DATA SHOWN
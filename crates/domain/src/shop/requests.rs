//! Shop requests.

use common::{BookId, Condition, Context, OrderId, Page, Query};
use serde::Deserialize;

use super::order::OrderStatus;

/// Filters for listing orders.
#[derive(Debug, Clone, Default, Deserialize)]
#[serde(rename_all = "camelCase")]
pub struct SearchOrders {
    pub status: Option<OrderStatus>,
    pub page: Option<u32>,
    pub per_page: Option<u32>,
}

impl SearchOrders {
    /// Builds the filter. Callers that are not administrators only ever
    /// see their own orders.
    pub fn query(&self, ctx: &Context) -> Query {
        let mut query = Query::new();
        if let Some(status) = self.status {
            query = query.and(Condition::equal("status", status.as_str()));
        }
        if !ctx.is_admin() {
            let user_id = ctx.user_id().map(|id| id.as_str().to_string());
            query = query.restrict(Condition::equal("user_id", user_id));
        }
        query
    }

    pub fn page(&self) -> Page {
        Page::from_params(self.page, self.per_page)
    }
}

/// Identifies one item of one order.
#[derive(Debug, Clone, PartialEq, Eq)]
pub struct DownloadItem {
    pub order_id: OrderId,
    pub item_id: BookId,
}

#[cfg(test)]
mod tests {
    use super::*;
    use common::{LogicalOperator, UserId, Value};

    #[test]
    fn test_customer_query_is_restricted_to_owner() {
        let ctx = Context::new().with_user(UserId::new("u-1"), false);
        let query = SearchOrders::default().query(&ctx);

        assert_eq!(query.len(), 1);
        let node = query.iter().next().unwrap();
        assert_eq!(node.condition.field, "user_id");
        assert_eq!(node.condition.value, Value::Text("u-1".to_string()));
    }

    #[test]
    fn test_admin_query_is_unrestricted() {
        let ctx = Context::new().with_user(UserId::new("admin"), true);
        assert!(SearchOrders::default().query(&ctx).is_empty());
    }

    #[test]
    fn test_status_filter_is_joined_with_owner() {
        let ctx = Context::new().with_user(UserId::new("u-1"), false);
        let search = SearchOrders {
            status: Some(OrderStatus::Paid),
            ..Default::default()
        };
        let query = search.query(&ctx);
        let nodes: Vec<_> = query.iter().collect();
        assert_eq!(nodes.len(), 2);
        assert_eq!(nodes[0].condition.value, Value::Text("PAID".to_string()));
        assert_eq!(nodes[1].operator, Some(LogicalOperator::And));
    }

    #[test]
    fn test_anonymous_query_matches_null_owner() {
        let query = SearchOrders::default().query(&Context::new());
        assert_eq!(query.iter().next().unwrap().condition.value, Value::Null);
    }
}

* * *

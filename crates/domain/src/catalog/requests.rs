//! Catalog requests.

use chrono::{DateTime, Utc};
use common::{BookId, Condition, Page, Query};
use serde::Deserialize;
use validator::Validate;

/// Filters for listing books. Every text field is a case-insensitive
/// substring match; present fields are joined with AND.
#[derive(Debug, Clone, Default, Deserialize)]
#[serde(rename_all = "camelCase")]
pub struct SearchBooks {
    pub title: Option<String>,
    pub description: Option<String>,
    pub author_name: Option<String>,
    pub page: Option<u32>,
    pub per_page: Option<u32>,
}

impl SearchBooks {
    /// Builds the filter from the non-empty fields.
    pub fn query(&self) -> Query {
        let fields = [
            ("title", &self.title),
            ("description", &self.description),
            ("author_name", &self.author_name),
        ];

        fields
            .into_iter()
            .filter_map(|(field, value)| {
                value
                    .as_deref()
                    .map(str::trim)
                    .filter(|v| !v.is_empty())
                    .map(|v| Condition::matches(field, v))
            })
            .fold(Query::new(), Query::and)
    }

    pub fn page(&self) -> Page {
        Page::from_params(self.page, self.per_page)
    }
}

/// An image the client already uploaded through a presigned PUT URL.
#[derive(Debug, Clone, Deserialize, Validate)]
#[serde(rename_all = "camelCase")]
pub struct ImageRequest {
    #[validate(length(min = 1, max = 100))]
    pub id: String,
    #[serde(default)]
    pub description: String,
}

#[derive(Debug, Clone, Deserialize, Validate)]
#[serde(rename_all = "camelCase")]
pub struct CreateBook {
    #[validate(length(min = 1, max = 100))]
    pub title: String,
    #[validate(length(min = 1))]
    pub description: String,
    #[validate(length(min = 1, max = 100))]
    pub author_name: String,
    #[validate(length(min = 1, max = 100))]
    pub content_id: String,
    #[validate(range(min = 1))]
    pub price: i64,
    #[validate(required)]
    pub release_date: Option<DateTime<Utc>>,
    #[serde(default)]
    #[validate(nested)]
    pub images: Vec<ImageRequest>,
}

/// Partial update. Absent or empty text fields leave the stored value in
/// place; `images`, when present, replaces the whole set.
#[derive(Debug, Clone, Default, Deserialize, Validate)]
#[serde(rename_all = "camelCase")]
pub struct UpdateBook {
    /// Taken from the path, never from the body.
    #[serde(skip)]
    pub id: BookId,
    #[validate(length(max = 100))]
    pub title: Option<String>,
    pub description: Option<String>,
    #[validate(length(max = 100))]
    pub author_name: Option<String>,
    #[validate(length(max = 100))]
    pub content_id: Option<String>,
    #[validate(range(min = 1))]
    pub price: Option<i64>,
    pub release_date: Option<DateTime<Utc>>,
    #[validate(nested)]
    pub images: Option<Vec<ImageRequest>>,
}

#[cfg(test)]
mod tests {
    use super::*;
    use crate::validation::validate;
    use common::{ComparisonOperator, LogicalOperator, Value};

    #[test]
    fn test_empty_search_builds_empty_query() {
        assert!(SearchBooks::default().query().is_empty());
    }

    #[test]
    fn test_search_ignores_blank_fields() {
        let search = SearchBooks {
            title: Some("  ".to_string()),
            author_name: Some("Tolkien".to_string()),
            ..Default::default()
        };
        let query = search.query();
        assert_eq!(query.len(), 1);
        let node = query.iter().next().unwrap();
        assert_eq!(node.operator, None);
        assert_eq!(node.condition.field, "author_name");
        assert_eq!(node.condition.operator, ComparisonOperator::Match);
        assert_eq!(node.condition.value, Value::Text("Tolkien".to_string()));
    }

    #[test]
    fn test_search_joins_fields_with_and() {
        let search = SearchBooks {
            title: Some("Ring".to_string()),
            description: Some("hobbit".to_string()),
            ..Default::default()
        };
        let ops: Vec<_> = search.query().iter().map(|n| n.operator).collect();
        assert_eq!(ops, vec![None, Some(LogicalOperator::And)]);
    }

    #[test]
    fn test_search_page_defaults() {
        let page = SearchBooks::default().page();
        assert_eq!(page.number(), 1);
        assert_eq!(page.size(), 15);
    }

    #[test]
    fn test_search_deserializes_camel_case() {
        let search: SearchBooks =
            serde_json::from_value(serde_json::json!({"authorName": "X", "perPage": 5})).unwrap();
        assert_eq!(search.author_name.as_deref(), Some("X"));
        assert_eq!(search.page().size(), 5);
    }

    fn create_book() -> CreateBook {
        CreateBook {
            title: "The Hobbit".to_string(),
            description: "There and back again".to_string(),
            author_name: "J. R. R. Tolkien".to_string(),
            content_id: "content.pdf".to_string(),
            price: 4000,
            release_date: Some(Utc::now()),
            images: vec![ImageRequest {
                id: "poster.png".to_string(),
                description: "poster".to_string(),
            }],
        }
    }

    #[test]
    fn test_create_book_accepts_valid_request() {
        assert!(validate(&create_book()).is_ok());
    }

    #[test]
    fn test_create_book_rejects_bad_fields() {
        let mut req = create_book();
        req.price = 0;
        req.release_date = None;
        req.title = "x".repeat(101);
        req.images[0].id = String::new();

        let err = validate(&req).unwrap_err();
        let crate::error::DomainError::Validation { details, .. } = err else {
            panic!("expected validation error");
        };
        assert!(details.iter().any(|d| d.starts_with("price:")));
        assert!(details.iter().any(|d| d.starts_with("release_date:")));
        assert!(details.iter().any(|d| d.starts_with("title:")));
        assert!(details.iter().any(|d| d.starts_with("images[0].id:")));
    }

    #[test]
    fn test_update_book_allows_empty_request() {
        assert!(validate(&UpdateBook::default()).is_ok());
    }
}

WORK ORDER
From the listing, copy every line where the string "SearchOrders" appears.

COMPLETED EXERCISE
pub struct SearchOrders {
impl SearchOrders {
        let query = SearchOrders::default().query(&ctx);
        assert!(SearchOrders::default().query(&ctx).is_empty());
        let search = SearchOrders {
        let query = SearchOrders::default().query(&Context::new());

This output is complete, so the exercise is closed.